#### [Your task]
For the entries that follow, restate word for word the line containing "usage_count INT DEFAULT", the line containing "NOT EXISTS bookings", and every line that lies between them.
START Stored data
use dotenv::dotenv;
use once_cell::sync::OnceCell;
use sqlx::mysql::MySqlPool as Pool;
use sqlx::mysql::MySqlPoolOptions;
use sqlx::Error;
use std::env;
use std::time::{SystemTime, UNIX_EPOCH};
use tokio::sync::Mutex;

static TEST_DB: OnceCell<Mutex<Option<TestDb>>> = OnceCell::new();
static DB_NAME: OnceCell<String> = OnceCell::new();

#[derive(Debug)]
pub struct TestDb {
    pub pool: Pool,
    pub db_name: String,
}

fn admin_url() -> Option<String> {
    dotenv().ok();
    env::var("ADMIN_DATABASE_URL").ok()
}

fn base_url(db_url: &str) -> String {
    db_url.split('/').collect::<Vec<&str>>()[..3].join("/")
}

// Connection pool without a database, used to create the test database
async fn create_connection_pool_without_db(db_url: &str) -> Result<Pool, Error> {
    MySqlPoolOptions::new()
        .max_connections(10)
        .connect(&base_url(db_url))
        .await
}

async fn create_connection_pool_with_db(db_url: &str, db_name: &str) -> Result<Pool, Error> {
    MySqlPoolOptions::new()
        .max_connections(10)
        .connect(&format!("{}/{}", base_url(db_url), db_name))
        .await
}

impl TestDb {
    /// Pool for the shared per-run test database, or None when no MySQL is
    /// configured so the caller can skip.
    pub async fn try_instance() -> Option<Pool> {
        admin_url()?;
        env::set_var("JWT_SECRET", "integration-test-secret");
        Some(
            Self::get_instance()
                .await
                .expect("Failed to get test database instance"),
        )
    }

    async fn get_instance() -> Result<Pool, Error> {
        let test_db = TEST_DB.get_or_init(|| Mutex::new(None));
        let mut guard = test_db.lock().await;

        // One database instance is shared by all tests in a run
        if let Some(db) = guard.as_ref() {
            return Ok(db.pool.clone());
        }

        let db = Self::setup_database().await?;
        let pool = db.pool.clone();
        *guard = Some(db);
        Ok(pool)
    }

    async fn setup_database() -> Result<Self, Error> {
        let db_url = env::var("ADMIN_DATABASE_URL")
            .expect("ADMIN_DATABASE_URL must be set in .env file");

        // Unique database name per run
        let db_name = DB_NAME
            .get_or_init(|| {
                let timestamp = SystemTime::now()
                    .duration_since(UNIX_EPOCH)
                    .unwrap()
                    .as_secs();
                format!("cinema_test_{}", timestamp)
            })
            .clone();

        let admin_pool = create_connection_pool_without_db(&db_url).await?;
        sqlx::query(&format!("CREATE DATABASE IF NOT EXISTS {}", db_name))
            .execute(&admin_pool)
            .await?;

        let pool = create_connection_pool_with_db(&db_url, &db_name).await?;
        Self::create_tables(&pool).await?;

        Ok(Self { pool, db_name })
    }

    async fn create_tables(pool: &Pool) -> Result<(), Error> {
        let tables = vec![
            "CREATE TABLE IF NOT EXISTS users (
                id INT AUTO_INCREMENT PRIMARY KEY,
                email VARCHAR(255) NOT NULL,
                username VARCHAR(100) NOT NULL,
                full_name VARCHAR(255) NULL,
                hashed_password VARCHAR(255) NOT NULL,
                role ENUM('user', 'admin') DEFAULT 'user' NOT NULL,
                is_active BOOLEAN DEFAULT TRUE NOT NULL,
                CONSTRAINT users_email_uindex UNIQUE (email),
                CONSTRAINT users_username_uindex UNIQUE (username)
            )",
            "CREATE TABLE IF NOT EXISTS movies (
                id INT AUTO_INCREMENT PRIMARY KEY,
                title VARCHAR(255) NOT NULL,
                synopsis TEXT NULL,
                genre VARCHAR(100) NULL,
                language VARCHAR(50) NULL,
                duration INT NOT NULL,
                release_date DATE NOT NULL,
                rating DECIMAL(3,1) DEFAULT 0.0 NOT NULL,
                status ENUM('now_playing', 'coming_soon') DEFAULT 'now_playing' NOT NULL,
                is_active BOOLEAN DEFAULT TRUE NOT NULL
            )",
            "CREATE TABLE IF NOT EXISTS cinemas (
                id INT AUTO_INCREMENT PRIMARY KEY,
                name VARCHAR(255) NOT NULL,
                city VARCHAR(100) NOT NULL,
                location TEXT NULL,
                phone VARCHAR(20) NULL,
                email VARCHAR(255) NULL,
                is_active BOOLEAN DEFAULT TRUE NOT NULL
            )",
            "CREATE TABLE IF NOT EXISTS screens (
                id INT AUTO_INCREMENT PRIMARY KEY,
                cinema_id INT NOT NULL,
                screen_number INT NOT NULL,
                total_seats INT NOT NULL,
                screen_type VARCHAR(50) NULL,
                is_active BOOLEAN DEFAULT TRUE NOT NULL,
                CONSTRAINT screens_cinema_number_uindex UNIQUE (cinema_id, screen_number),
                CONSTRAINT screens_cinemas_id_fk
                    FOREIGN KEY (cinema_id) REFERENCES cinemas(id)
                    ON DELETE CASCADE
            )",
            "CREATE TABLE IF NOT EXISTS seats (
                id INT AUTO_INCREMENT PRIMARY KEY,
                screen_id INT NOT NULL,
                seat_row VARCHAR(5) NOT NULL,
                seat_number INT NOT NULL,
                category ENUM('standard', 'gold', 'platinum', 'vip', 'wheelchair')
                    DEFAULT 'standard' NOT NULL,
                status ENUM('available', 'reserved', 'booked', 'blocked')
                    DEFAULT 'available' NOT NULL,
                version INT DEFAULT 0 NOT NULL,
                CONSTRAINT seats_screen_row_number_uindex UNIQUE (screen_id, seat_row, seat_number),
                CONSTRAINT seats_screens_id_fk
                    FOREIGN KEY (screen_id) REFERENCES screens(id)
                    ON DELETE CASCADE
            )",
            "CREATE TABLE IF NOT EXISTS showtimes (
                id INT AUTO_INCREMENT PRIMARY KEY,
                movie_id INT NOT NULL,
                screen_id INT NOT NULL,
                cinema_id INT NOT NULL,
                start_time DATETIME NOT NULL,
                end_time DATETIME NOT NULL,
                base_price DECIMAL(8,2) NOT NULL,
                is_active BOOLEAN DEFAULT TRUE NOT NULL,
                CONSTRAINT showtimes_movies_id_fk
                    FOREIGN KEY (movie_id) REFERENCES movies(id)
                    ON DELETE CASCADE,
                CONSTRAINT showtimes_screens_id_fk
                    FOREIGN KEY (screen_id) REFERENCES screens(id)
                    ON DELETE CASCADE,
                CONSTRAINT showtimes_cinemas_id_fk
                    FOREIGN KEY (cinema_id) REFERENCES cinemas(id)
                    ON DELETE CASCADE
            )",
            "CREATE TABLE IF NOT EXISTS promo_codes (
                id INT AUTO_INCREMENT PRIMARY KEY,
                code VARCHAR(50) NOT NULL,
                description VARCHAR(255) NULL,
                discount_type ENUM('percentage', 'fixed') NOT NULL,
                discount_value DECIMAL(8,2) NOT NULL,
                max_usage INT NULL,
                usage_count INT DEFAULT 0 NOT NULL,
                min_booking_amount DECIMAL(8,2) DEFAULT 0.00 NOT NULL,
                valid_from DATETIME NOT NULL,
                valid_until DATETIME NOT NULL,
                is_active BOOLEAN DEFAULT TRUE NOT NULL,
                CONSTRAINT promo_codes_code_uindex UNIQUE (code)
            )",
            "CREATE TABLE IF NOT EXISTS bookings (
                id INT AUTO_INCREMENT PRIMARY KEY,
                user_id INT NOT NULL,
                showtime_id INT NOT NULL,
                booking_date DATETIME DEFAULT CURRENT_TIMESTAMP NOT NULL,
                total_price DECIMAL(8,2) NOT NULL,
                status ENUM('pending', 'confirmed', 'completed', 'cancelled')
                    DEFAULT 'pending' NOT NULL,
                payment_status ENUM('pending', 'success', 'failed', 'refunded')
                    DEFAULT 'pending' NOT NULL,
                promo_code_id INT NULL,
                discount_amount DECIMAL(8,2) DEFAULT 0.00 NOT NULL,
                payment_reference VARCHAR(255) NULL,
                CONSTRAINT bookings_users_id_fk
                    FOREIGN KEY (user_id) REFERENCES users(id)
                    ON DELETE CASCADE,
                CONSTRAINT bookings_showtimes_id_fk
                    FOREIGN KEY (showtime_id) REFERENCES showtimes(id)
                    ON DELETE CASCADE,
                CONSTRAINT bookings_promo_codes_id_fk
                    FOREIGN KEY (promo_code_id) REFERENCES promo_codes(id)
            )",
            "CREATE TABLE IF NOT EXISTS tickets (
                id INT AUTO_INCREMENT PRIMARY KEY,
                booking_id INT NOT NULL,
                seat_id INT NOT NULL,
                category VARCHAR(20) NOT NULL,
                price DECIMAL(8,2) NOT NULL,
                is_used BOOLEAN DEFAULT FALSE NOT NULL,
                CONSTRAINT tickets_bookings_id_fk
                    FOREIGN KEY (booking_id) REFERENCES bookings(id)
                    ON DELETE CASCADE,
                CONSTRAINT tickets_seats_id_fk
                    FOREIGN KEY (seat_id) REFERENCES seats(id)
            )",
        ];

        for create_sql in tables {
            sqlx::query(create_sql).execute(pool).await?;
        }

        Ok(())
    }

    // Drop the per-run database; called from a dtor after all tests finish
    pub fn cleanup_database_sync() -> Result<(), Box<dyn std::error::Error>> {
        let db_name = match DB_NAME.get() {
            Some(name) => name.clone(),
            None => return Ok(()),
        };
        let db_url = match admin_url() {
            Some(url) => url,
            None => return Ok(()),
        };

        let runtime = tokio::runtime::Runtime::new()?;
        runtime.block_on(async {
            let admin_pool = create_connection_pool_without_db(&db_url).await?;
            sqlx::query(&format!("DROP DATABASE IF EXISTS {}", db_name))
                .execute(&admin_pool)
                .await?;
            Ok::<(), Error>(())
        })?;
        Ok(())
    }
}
END Stored data
#### [Exercise output]
                usage_count INT DEFAULT 0 NOT NULL,
                min_booking_amount DECIMAL(8,2) DEFAULT 0.00 NOT NULL,
                valid_from DATETIME NOT NULL,
                valid_until DATETIME NOT NULL,
                is_active BOOLEAN DEFAULT TRUE NOT NULL,
                CONSTRAINT promo_codes_code_uindex UNIQUE (code)
            )",
            "CREATE TABLE IF NOT EXISTS bookings (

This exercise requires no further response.